January 14, 2013 in Electric Drive, EVs, Fleet Order by Rich Piellisch  |  No Comments

E450-Based Shuttles & Trucks, First Full-Size Chicago Garbage Truck

Motiv Power Systems, which is taking commercial electric vehicle modularity and parts interchangeability to an unprecedented level, expects to deliver approximately 20 pure battery trucks and buses this year, including full-size all-electric garbage truck to the City of Chicago – itself the first of 20.

Motiv’s test vehicle on the Stanford University campus in Menlo Park, Calif.

Motiv, which is based in Foster City, south of San Francisco, designs software-upgradable controllers that allow fleet operators to install improved components as they become available over the life of a working vehicle. “The technology is always moving forward,” says Motiv marketing VP Shyam Nagrani.

Motiv calls its own technology ePCS, for electric Powertrain Control System. It’s designed to allow commercial electric vehicles to keep moving forward too.

Engineering is underway now for Motiv-drive pure battery-electric buses and trucks to be assembled by Detroit Chassis, says Motiv founder and CEO Jim Castelaz.

Motiv plans to deliver the first of 20 pure battery electric garbage trucks for the City of Chicago this year.

In addition to the refuse truck for Chicago (on an undisclosed commercial platform; F&F, November 20), Motive plans to deliver approximately ten shuttle buses and several trucks, including a flat bed for the City of Bakersfield, Calif. this year, with trucks and buses both based on the Ford E-450, and possibly, Castelaz says, a unit or two based on the larger F-550.

Motiv’s existing test platform, the modified E-450 shuttle bus that was seen in the ride-and-drive at the 2012 Work Truck Show in Indianapolis, has been operated with lithium ion battery packs from Dow Kokam and Lico (Taiwan). Single-charge range is stated at 125 miles.

Motiv is also experimenting with high-temperature sodium nickel chloride batteries, often still referred to as Zebra batteries, from Fiamm SoNick. The batteries are ambient temperature-impervious and boast extremely high energy density, Castelaz says, but generally take longer to charge.

Motiv’s strategy is to build a broad ePCS database of commercial battery pack characteristics, applicable to a wide range of vehicles.

ePCS Respects Specified Warranties

“We don’t want to be in the business of taking someone’s battery module and turning it into a battery pack,” Castelaz says. “We want to interchange entire battery packs, with (manufacturer) warranties.” Motiv software, he told F&F, is structured to conform with the battery builder’s specs and requirements – a key part of the value proposition Motiv will offer fleet operators.

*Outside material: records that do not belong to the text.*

// src/classify.rs
//! Shorts detection.
//!
//! Signals are kept as an explicit ordered list and evaluated short-circuit:
//! the first signal that fires decides, nothing is combined or scored.
//!
//! 1. keywords (`#shorts`, "short video", ...) in title or summary
//! 2. `[M:SS]` duration marker in the title at or below the threshold
//! 3. strict-mode wording heuristics (only when enabled)

use once_cell::sync::Lazy;
use regex::Regex;
use serde::Serialize;

use crate::config::FilterConfig;
use crate::ingest::types::Entry;

pub const REASON_NOT_SHORT: &str = "not detected as short";
pub const REASON_KEYWORDS: &str = "contains shorts keywords";
pub const REASON_STRICT: &str = "strict mode pattern match";

static SHORTS_KEYWORDS: Lazy<Regex> = Lazy::new(|| {
    Regex::new(r"(?i)#shorts?|#short|#youtubeshorts|shorts|short video").expect("keyword regex")
});

/// `[M:SS]` / `[MM:SS]` anywhere in the title.
static TITLE_DURATION: Lazy<Regex> =
    Lazy::new(|| Regex::new(r"\[(\d{1,2}):(\d{2})\]").expect("title duration regex"));

static STRICT_PATTERNS: Lazy<Vec<Regex>> = Lazy::new(|| {
    [
        r"(?i)\b(quick|fast|rapid|instant)\b",
        r"(?i)\b(tip|hack|trick)\b",
        r"(?i)\b(\d+\s*sec(ond)?s?)\b",
    ]
    .iter()
    .map(|p| Regex::new(p).expect("strict regex"))
    .collect()
});

#[derive(Debug, Clone, PartialEq, Eq, Serialize)]
pub struct Classification {
    pub is_short: bool,
    pub reason: String,
}

impl Classification {
    fn short(reason: impl Into<String>) -> Self {
        Self {
            is_short: true,
            reason: reason.into(),
        }
    }

    fn keep() -> Self {
        Self {
            is_short: false,
            reason: REASON_NOT_SHORT.to_string(),
        }
    }
}

/// Decode a `[M:SS]` marker from a title into seconds.
///
/// Minutes 0–99, seconds 00–59. Anything else is simply absent.
pub fn duration_from_title(title: &str) -> Option<u32> {
    let caps = TITLE_DURATION.captures(title)?;
    let minutes: u32 = caps.get(1)?.as_str().parse().ok()?;
    let seconds: u32 = caps.get(2)?.as_str().parse().ok()?;
    if seconds > 59 {
        return None;
    }
    Some(minutes * 60 + seconds)
}

/// One detection rule. Order in [`ShortClassifier::signals`] is precedence.
#[derive(Debug, Clone, PartialEq, Eq)]
pub enum Signal {
    Keywords,
    TitleDuration { max_seconds: u32 },
    StrictPatterns,
}

impl Signal {
    /// `Some(reason)` when this signal marks the entry as a short.
    pub fn evaluate(&self, title: &str, summary: &str) -> Option<String> {
        match self {
            Signal::Keywords => (SHORTS_KEYWORDS.is_match(title) || SHORTS_KEYWORDS.is_match(summary))
                .then(|| REASON_KEYWORDS.to_string()),
            Signal::TitleDuration { max_seconds } => duration_from_title(title)
                .filter(|secs| secs <= max_seconds)
                .map(|secs| format!("duration from title: {secs}s")),
            Signal::StrictPatterns => STRICT_PATTERNS
                .iter()
                .any(|re| re.is_match(title) || re.is_match(summary))
                .then(|| REASON_STRICT.to_string()),
        }
    }
}

#[derive(Debug, Clone)]
pub struct ShortClassifier {
    signals: Vec<Signal>,
}

impl ShortClassifier {
    pub fn new(max_short_duration: u32, strict: bool) -> Self {
        let mut signals = vec![
            Signal::Keywords,
            Signal::TitleDuration {
                max_seconds: max_short_duration,
            },
        ];
        if strict {
            signals.push(Signal::StrictPatterns);
        }
        Self { signals }
    }

    pub fn from_config(cfg: &FilterConfig) -> Self {
        Self::new(cfg.max_short_duration, cfg.strict_filter)
    }

    pub fn signals(&self) -> &[Signal] {
        &self.signals
    }

    pub fn classify(&self, entry: &Entry) -> Classification {
        self.classify_text(&entry.title, &entry.summary_html)
    }

    pub fn classify_text(&self, title: &str, summary: &str) -> Classification {
        self.signals
            .iter()
            .find_map(|s| s.evaluate(title, summary))
            .map(Classification::short)
            .unwrap_or_else(Classification::keep)
    }
}

#[cfg(test)]
mod tests {
    use super::*;

    #[test]
    fn duration_decoding() {
        assert_eq!(duration_from_title("[2:30] Test Video"), Some(150));
        assert_eq!(duration_from_title("[0:45] Quick Video"), Some(45));
        assert_eq!(duration_from_title("[10:05] Long Video"), Some(605));
        assert_eq!(duration_from_title("Test Video"), None);
        assert_eq!(duration_from_title("2:30 Test Video"), None);
        assert_eq!(duration_from_title("[invalid] Test Video"), None);
        assert_eq!(duration_from_title("[1:75] Bad seconds"), None);
    }

    #[test]
    fn keywords_win_over_everything_else() {
        let c = ShortClassifier::new(90, true);
        let r = c.classify_text("Amazing #SHORTS compilation [9:00]", "");
        assert!(r.is_short);
        assert_eq!(r.reason, REASON_KEYWORDS);

        let r = c.classify_text("Plain title", "a Short Video about cats");
        assert!(r.is_short);
        assert!(r.reason.contains("keywords"));
    }

    #[test]
    fn title_duration_respects_threshold() {
        let c = ShortClassifier::new(90, false);
        let r = c.classify_text("[0:45] Quick Video", "");
        assert!(r.is_short);
        assert!(r.reason.contains("45"));

        let r = c.classify_text("[2:30] Test Video", "");
        assert!(!r.is_short);
        let r = c.classify_text("[5:30] Detailed", "In-depth tutorial");
        assert!(!r.is_short);
        assert_eq!(r.reason, REASON_NOT_SHORT);
    }

    #[test]
    fn strict_patterns_only_when_enabled() {
        let relaxed = ShortClassifier::new(90, false);
        let strict = ShortClassifier::new(90, true);
        let title = "One kitchen hack you need";
        assert!(!relaxed.classify_text(title, "").is_short);
        let r = strict.classify_text(title, "");
        assert!(r.is_short);
        assert_eq!(r.reason, REASON_STRICT);
        assert!(strict.classify_text("Explained in 30 seconds", "").is_short);
        assert_eq!(relaxed.signals().len(), 2);
        assert_eq!(strict.signals().len(), 3);
    }
}
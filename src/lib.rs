// src/lib.rs
// Public library surface for the binary and integration tests.

pub mod api;
pub mod atom;
pub mod classify;
pub mod config;
pub mod enrich;
pub mod error;
pub mod ingest;
pub mod merge;
pub mod metrics;
pub mod pipeline;
pub mod stats;

// ---- Re-exports for stable public API ----
pub use crate::api::router;
pub use crate::pipeline::{Pipeline, PipelinePhase, RunReport};
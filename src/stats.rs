// src/stats.rs
//! Process-wide run counters.
//!
//! Plain atomics; only the pipeline writes them, handlers read snapshots.
//! Every increment is mirrored to the matching Prometheus counter.

use chrono::{DateTime, TimeZone, Utc};
use metrics::counter;
use serde::Serialize;
use std::sync::atomic::{AtomicI64, AtomicU64, Ordering};
use std::time::Instant;

const NEVER: i64 = i64::MIN;

#[derive(Debug)]
pub struct RunStats {
    requests: AtomicU64,
    entries_processed: AtomicU64,
    shorts_filtered: AtomicU64,
    errors: AtomicU64,
    /// Unix millis of the last run start, `NEVER` before the first.
    last_run_at: AtomicI64,
    started_at: Instant,
}

impl Default for RunStats {
    fn default() -> Self {
        Self::new()
    }
}

impl RunStats {
    pub fn new() -> Self {
        Self {
            requests: AtomicU64::new(0),
            entries_processed: AtomicU64::new(0),
            shorts_filtered: AtomicU64::new(0),
            errors: AtomicU64::new(0),
            last_run_at: AtomicI64::new(NEVER),
            started_at: Instant::now(),
        }
    }

    pub fn begin_run(&self, now: DateTime<Utc>) {
        self.requests.fetch_add(1, Ordering::Relaxed);
        self.last_run_at
            .store(now.timestamp_millis(), Ordering::Relaxed);
        counter!("feed_runs_total").increment(1);
    }

    pub fn record_entry(&self) {
        self.entries_processed.fetch_add(1, Ordering::Relaxed);
        counter!("feed_entries_processed_total").increment(1);
    }

    pub fn record_short(&self) {
        self.shorts_filtered.fetch_add(1, Ordering::Relaxed);
        counter!("feed_shorts_filtered_total").increment(1);
    }

    pub fn record_error(&self) {
        self.errors.fetch_add(1, Ordering::Relaxed);
        counter!("feed_errors_total").increment(1);
    }

    /// Percentage of processed entries filtered as shorts.
    pub fn efficiency(&self) -> f64 {
        efficiency_percent(
            self.shorts_filtered.load(Ordering::Relaxed),
            self.entries_processed.load(Ordering::Relaxed),
        )
    }

    pub fn uptime_seconds(&self) -> u64 {
        self.started_at.elapsed().as_secs()
    }

    pub fn snapshot(&self) -> StatsSnapshot {
        let processed = self.entries_processed.load(Ordering::Relaxed);
        let shorts = self.shorts_filtered.load(Ordering::Relaxed);
        let last = self.last_run_at.load(Ordering::Relaxed);
        StatsSnapshot {
            requests: self.requests.load(Ordering::Relaxed),
            videos_processed: processed,
            shorts_filtered: shorts,
            errors: self.errors.load(Ordering::Relaxed),
            filter_efficiency_percent: efficiency_percent(shorts, processed),
            uptime_seconds: self.uptime_seconds(),
            last_request: (last != NEVER)
                .then(|| Utc.timestamp_millis_opt(last).single())
                .flatten(),
        }
    }
}

/// Share of processed entries that were shorts, in percent, two decimals.
pub fn efficiency_percent(shorts: u64, processed: u64) -> f64 {
    if processed == 0 {
        return 0.0;
    }
    let pct = shorts as f64 / processed as f64 * 100.0;
    (pct * 100.0).round() / 100.0
}

#[derive(Debug, Clone, PartialEq, Serialize)]
pub struct StatsSnapshot {
    pub requests: u64,
    pub videos_processed: u64,
    pub shorts_filtered: u64,
    pub errors: u64,
    pub filter_efficiency_percent: f64,
    pub uptime_seconds: u64,
    pub last_request: Option<DateTime<Utc>>,
}
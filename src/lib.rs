// SPDX-License-Identifier: AGPL-3.0-or-later
//
// Copyright (C) 2026 Atlas Vault Contributors

//! Atlas Vault - Encrypted Personal-Finance Goal Ledger Core
//!
//! This crate is the invariant-bearing core of a personal finance manager:
//! everything persisted for a user is sealed under a key derived from that
//! user's password, and every goal balance is recomputed and validated
//! against its full transaction history on every mutation. The surrounding
//! application (screens, charts, exports) is a thin caller of the
//! [`session::Session`] boundary.
//!
//! ## Modules
//!
//! - `crypto` - key derivation, authenticated token encryption, password
//!   verifier
//! - `ledger` - full-rebuild balance engine, net-worth aggregate, level
//!   scoring
//! - `storage` - record store trait and filesystem implementation
//! - `session` - the authenticated per-user entry point
//!
//! ## Example
//!
//! ```rust,no_run
//! use atlas_vault::models::{EntryKind, GoalKind, NewEntry};
//! use atlas_vault::session::Session;
//! use atlas_vault::storage::{FsRecordStore, StoragePaths};
//!
//! # fn main() -> Result<(), Box<dyn std::error::Error>> {
//! let mut store = FsRecordStore::new(StoragePaths::from_env());
//! store.initialize()?;
//!
//! Session::register(&store, "alice", "correct horse battery staple")?;
//! let session = Session::login(&store, "alice", "correct horse battery staple")?;
//!
//! let goal = session.create_goal("Reserva", GoalKind::NetWorth, 5000.0)?;
//! session.add_entry(&goal.id, NewEntry {
//!     timestamp: chrono::Utc::now(),
//!     kind: EntryKind::Contribution,
//!     amount: 250.0,
//!     description: "first deposit".into(),
//! })?;
//!
//! println!("net worth: {}", session.net_worth()?);
//! # Ok(())
//! # }
//! ```

pub mod config;
pub mod crypto;
pub mod ledger;
pub mod models;
pub mod session;
pub mod storage;
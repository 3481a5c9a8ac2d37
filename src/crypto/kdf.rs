// SPDX-License-Identifier: AGPL-3.0-or-later
//
// Copyright (C) 2026 Atlas Vault Contributors

//! Password-based key derivation.
//!
//! PBKDF2-HMAC-SHA256 with a deliberately high iteration count: the slow
//! stretch is the point, making offline password search expensive. A fast
//! general-purpose hash here would be a correctness bug, not an
//! optimization. Derivation runs once per login and takes on the order of
//! hundreds of milliseconds.

use pbkdf2::pbkdf2_hmac;
use rand::rngs::OsRng;
use rand::RngCore;
use sha2::Sha256;
use unicode_normalization::UnicodeNormalization;
use zeroize::Zeroizing;

/// PBKDF2 iteration count. Lowering this weakens every user's key space.
pub const PBKDF2_ITERATIONS: u32 = 100_000;

/// Salt length in bytes.
pub const SALT_LEN: usize = 16;

/// Derived symmetric key length in bytes (AES-256).
pub const KEY_LEN: usize = 32;

/// Symmetric key derived from a password and a persisted salt.
///
/// Held only in memory; the backing bytes are zeroized when the key is
/// dropped (end of session).
pub struct DerivedKey(Zeroizing<[u8; KEY_LEN]>);

impl DerivedKey {
    /// Raw key bytes, for cipher initialization only.
    pub(crate) fn bytes(&self) -> &[u8; KEY_LEN] {
        &self.0
    }

    /// Build a key from raw bytes. Test-only escape hatch so cipher tests
    /// don't have to pay for a real derivation.
    #[cfg(test)]
    pub(crate) fn from_bytes(bytes: [u8; KEY_LEN]) -> Self {
        Self(Zeroizing::new(bytes))
    }
}

impl std::fmt::Debug for DerivedKey {
    fn fmt(&self, f: &mut std::fmt::Formatter<'_>) -> std::fmt::Result {
        // Never print key material
        f.write_str("DerivedKey(..)")
    }
}

/// Derive a 32-byte symmetric key from a password and salt.
///
/// Deterministic: the same `(password, salt)` pair always yields the same
/// key. The password is NFKC-normalized first so that visually identical
/// input composed differently (e.g. by another OS keyboard layer) derives
/// the same key.
pub fn derive_key(password: &str, salt: &[u8]) -> DerivedKey {
    let normalized: String = password.nfkc().collect();
    let mut key = Zeroizing::new([0u8; KEY_LEN]);
    pbkdf2_hmac::<Sha256>(normalized.as_bytes(), salt, PBKDF2_ITERATIONS, &mut *key);
    DerivedKey(key)
}

/// Generate a fresh random salt from the OS CSPRNG.
///
/// Generated exactly once per user at registration and persisted alongside
/// the user record. If the salt is lost, every token sealed under keys
/// derived from it becomes permanently undecryptable; there is no recovery
/// path.
pub fn generate_salt() -> [u8; SALT_LEN] {
    let mut salt = [0u8; SALT_LEN];
    OsRng.fill_bytes(&mut salt);
    salt
}
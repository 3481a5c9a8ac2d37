// SPDX-License-Identifier: AGPL-3.0-or-later
//
// Copyright (C) 2026 Atlas Vault Contributors

//! Net-worth aggregate over a user's goals.
//!
//! The aggregate is a materialized view: it is recomputed from its source
//! goals and re-persisted after every goal create, update, or delete, and
//! must never be allowed to drift from them.

use crate::models::{Goal, GoalKind};

/// Sum the current balance of every net-worth goal.
///
/// Pure and total: a user with no net-worth goals aggregates to 0.
pub fn aggregate_net_worth(goals: &[Goal]) -> f64 {
    goals
        .iter()
        .filter(|goal| goal.kind == GoalKind::NetWorth)
        .map(|goal| goal.current)
        .sum()
}

#[cfg(test)]
mod tests {
    use super::*;

    fn goal(kind: GoalKind, current: f64) -> Goal {
        let mut goal = Goal::new("g", kind, 0.0);
        goal.current = current;
        goal
    }

    #[test]
    fn no_goals_aggregates_to_zero() {
        assert_eq!(aggregate_net_worth(&[]), 0.0);
    }

    #[test]
    fn only_net_worth_goals_count() {
        let goals = vec![
            goal(GoalKind::NetWorth, 1000.0),
            goal(GoalKind::PeriodicContribution, 400.0),
            goal(GoalKind::NetWorth, 250.5),
        ];
        assert_eq!(aggregate_net_worth(&goals), 1250.5);
    }

    #[test]
    fn only_periodic_goals_aggregates_to_zero() {
        let goals = vec![
            goal(GoalKind::PeriodicContribution, 400.0),
            goal(GoalKind::PeriodicContribution, 100.0),
        ];
        assert_eq!(aggregate_net_worth(&goals), 0.0);
    }

    #[test]
    fn aggregate_matches_independent_sum() {
        let goals = vec![
            goal(GoalKind::NetWorth, 10.0),
            goal(GoalKind::NetWorth, 20.0),
            goal(GoalKind::PeriodicContribution, 99.0),
            goal(GoalKind::NetWorth, 30.0),
        ];
        let by_hand: f64 = goals
            .iter()
            .filter(|g| g.kind == GoalKind::NetWorth)
            .map(|g| g.current)
            .sum();
        assert_eq!(aggregate_net_worth(&goals), by_hand);
    }
}
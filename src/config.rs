// SPDX-License-Identifier: AGPL-3.0-or-later
//
// Copyright (C) 2026 Atlas Vault Contributors

//! # Runtime Configuration Constants
//!
//! This module defines environment variable names and default values used
//! by the vault core. Configuration is read from the environment by the
//! embedding application at startup.
//!
//! ## Environment Variables
//!
//! | Variable | Description | Default |
//! |----------|-------------|---------|
//! | `DATA_DIR` | Root directory for the record store | `data` |
//! | `RUST_LOG` | Log level filter (tracing) | `info` |

/// Environment variable name for the record store root directory.
///
/// All user documents and sealed goal tokens live under this directory;
/// see [`crate::storage`] for the layout.
///
/// # Default
/// `data` (relative to the process working directory)
pub const DATA_DIR_ENV: &str = "DATA_DIR";
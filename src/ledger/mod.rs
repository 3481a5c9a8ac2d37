// SPDX-License-Identifier: AGPL-3.0-or-later
//
// Copyright (C) 2026 Atlas Vault Contributors

//! # Ledger Consistency Engine
//!
//! A goal's balance is never patched incrementally. Every mutation triggers
//! a full rebuild from the complete entry history, which is what makes
//! edits and out-of-order backdated entries safe: any single change
//! anywhere in the timeline is validated against the *entire* resulting
//! timeline, not just the tail. Do not "optimize" this into an incremental
//! counter - that reintroduces the drift bugs the rebuild exists to
//! prevent.
//!
//! All functions here are pure and reentrant; they touch no storage and may
//! run on any thread.
//!
//! - [`engine`] - chronological fold with the no-negative-balance invariant
//! - [`patrimony`] - net-worth aggregate over a user's goals
//! - [`level`] - geometric level/progress scoring of the aggregate

pub mod engine;
pub mod level;
pub mod patrimony;

pub use engine::{rebuild, InvariantViolation, Rebuilt};
pub use level::{score, LevelInfo};
pub use patrimony::aggregate_net_worth;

Motiv’s E-450 shuttle, which sports the livery of San Francisco-based Bauer’s Intelligent Transportation, was built with the backing of a $1.3 million grant from the California Energy Commission. A further $1.2 million CEC grant, administered by Calstart, supports conversion of three more shuttles for Bauer and the flat bed for Bakersfield.

Most recently, Motiv has a $2.4 million CEC manufacturing grant, with a focus on robust enclosures for Motiv’s electronics. “By the end of the year we plan to have a pilot line that can produce parts for about 20 vehicles per month,” Castelaz says. Airtronics Metal Products in San Jose, Calif. is a key subcontractor.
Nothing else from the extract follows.